Semi-related to this work is DopplerHQ/helm-charts#12

[emmeowzing]

This seems to work just fine ~

$ k get secret https-cert -n argocd
NAME         TYPE                DATA   AGE
https-cert   kubernetes.io/tls   5      12m

[emmeowzing]

$ kgs
NAME                         TYPE                             DATA   AGE
cronitor                     Opaque                           4      20m
nexus-docker-registry        kubernetes.io/dockerconfigjson   4      105m

seems to work well for kubernetes.io/dockerconfigjson-type secrets as well with the same transform and adding env vars _DOCKERCONFIGJSON to Doppler's UI. Not sure about the other types or if they'd need additional transforms as I hardly use those types.

[emmeowzing]

One shortcoming I've sighted so far of this approach is that, if the secret type changes the controller doesn't delete and re-create secrets (pretty sure secret types can't be patched). So it just errors and fails to update the secret in the respective namespaces.

[nmanoogian]

Hey @bjd2385, thank you for contributing! We're really excited to see community engagement and interest in improving the operator.

I really like that you've added a top-level type field; I think that's definitely the most intuitive way to update the DopplerSecret interface to support this.

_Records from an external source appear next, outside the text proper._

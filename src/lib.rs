pub mod analyzer;
pub mod commands;
pub mod config;
pub mod db;
pub mod error;
pub mod export;
pub mod parser;
pub mod report;
pub mod state;

pub use error::AppError;
pub use report::{
    compute_defect_report, compute_defect_report_with_rate, compute_report, filter_tickets,
    RepairReport, ReportRow,
};

#[cfg(test)]
mod e2e_tests {
    use chrono::NaiveDateTime;

    use crate::analyzer::filter::{DateRange, FilterConfig, SortMode};
    use crate::analyzer::repairs::ReportConfig;
    use crate::commands::import::{import_files, ImportSources};
    use crate::commands::report::{export_repair_report, get_defect_report, get_repair_report};
    use crate::commands::tickets::{list_tickets, update_item, ItemUpdate};
    use crate::config::AppConfig;
    use crate::db::setup::init_db_in_memory;
    use crate::parser::pipeline::parse_tickets_reader;
    use crate::parser::types::{RepairStatus, UNSPECIFIED};
    use crate::state::AppState;

    fn dt(s: &str) -> NaiveDateTime {
        NaiveDateTime::parse_from_str(s, "%Y-%m-%d %H:%M:%S").unwrap()
    }

    const TICKETS: &str = r#"[
        {"id": "A", "clientName": "ТОО Альфа", "clientPhone": "+77010000001",
         "city": "Алматы", "technician": "Мади", "createdAt": "2024-03-02T10:00:00",
         "equipment": [
            {"type": "Моноблок", "name": "AT810", "serial": "M-100", "status": "Done",
             "repairCost": "1500", "repairDetails": "чистка"},
            {"type": "Прочее", "customType": "Весы", "serial": "W-7", "status": "Done",
             "repairCost": ""}
         ]},
        {"id": "B", "clientName": "ИП Бета", "phone": "+77010000002",
         "city": "Астана", "technician": "Ермахан", "date": "2024-03-05 15:30",
         "equipment": [
            {"type": "ТСД", "serial": "T-1", "status": "Ремонт"},
            {"type": "Принт чеков", "serial": "P-3", "status": "Done", "guarantee": "да",
             "price": "7000"}
         ]},
        {"id": "C", "city": "Алматы", "createdAt": "2024-02-25T09:00:00",
         "equipment": [{"type": "Сканер ШК", "serial": "S-5", "status": "Done", "price": "300"}]},
        {"clientName": "no id, dropped"}
    ]"#;

    fn import_json(state: &AppState, tickets: &str, defects: Option<&str>) {
        let dir = tempfile::tempdir().unwrap();
        let tickets_path = dir.path().join("tickets.json");
        std::fs::write(&tickets_path, tickets).unwrap();
        let defects_path = defects.map(|body| {
            let p = dir.path().join("defects.json");
            std::fs::write(&p, body).unwrap();
            p
        });
        import_files(
            state,
            &ImportSources {
                tickets: Some(tickets_path),
                defect_repairs: defects_path,
                ..Default::default()
            },
        )
        .unwrap();
    }

    fn march_1_to_10() -> ReportConfig {
        ReportConfig::new(DateRange::new(
            dt("2024-03-01 00:00:00"),
            dt("2024-03-10 00:00:00"),
        ))
    }

    /// Import, then report: paid sum ignores the warranty cost and counts the blank cost as paid.
    #[test]
    fn test_import_then_report() {
        let state = AppState::new(init_db_in_memory().unwrap());
        import_json(&state, TICKETS, None);

        let report = get_repair_report(&state, &march_1_to_10()).unwrap();
        assert_eq!(report.current.total, 3);
        assert_eq!(report.current.warranty_count, 1);
        assert_eq!(report.current.paid_count, 2);
        assert!((report.current.paid_sum - 1500.0).abs() < 1e-9);

        assert_eq!(report.previous.total, 1);
        assert_eq!(report.previous_period.start, dt("2024-02-21 00:00:00"));

        let by_tech: usize = report.by_technician.iter().map(|t| t.total).sum();
        assert_eq!(by_tech, report.current.total);

        let types: Vec<&str> = report.rows.iter().map(|r| r.equipment_type.as_str()).collect();
        assert_eq!(types, vec!["Моноблок", "Весы", "Принт чеков"]);

        let dates: Vec<String> = report
            .daily_series
            .iter()
            .map(|p| p.date.format("%Y-%m-%d").to_string())
            .collect();
        assert_eq!(dates, vec!["2024-02-25", "2024-03-02", "2024-03-05"]);
    }

    #[test]
    fn test_filter_and_status_lifecycle() {
        let state = AppState::new(init_db_in_memory().unwrap());
        import_json(&state, TICKETS, None);

        let almaty = list_tickets(
            &state,
            &FilterConfig {
                city: Some("Алматы".into()),
                ..Default::default()
            },
        )
        .unwrap();
        let ids: Vec<&str> = almaty.iter().map(|t| t.id.as_str()).collect();
        assert_eq!(ids, vec!["A", "C"]);

        let urgent = list_tickets(
            &state,
            &FilterConfig {
                sort: SortMode::Urgency,
                ..Default::default()
            },
        )
        .unwrap();
        assert_eq!(urgent[0].id, "B");

        update_item(
            &state,
            "B",
            0,
            ItemUpdate::Complete {
                warranty: false,
                repair_details: "замена АКБ".into(),
                repair_cost: "4 000,50".into(),
            },
        )
        .unwrap();

        let in_repair = list_tickets(
            &state,
            &FilterConfig {
                status: Some(RepairStatus::InRepair),
                ..Default::default()
            },
        )
        .unwrap();
        assert!(in_repair.is_empty());

        let report = get_repair_report(&state, &march_1_to_10()).unwrap();
        assert_eq!(report.current.total, 4);
        assert!((report.current.paid_sum - 5500.5).abs() < 1e-9);
    }

    #[test]
    fn test_defect_bonus_end_to_end() {
        let state = AppState::new(init_db_in_memory().unwrap());
        let defects = r#"{
            "d1": {"type": "Моноблок", "model": "AT810 i3", "serial": "M-1",
                   "partUsed": "Матрица", "technician": "Мади", "date": "2024-03-05",
                   "retailPrice": 1000},
            "d2": {"type": "ТСД", "serial": "T-9", "partUsed": "",
                   "technician": "", "date": "2024-03-06"}
        }"#;
        import_json(&state, "[]", Some(defects));

        let range = DateRange::new(dt("2024-03-01 00:00:00"), dt("2024-03-31 23:59:59"));
        let report = get_defect_report(&state, &range).unwrap();
        assert_eq!(report.total_count, 2);
        assert!((report.bonus_by_technician["Мади"] - 40.0).abs() < 1e-9);
        assert_eq!(report.by_technician[UNSPECIFIED], 1);
        assert_eq!(report.parts_usage[UNSPECIFIED], 1);
        assert!((report.total_bonus - 40.0).abs() < 1e-9);
    }

    #[test]
    fn test_report_export_to_file() {
        let state = AppState::new(init_db_in_memory().unwrap());
        import_json(&state, TICKETS, None);

        let bytes = export_repair_report(&state, &march_1_to_10()).unwrap();
        let dir = tempfile::tempdir().unwrap();
        let path = dir.path().join("report.xlsx");
        std::fs::write(&path, &bytes).unwrap();
        let written = std::fs::read(&path).unwrap();
        assert_eq!(&written[..2], b"PK");
    }

    #[test]
    fn test_report_json_shape() {
        let import = parse_tickets_reader(TICKETS.as_bytes(), &AppConfig::default()).unwrap();
        let report = crate::compute_report(&import.output.records, &march_1_to_10());
        let json = serde_json::to_value(&report).unwrap();
        assert!(json["current"]["paidSum"].is_number());
        assert!(json["previousPeriod"]["end"].is_string());
        assert_eq!(json["rows"][0]["type"], "Моноблок");
        assert_eq!(json["byTechnician"][0]["technician"], "Ермахан");
    }
}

However, I'm wondering if name transformers are the best way to map Doppler secrets to the fields for non-opaque secret types. We have the processors construct which today allows users to load Base64 secret data from Doppler as bytes into Kubernetes secrets. We've had the idea before of allowing processors to also do custom name transformations/mappings and that might work well here. This might also fit more closely with how we'd anticipate teams will want to organize their secrets. I'd imagine that a team might want to keep their TLS cert, SSH secrets, or other k8s-native creds alongside other secrets and create two or more DopplerSecret resources (pointing to the same Doppler config) to sync most secrets to one opaque k8s secret and the sync others to their respectively-typed k8s secrets.

For backward compatibility, I'd imagine that if the secret being sync'd is opaque, we'd default to using the plain processor but for non-opaque secrets, we'd omit secrets that were not explicitly defined in processors.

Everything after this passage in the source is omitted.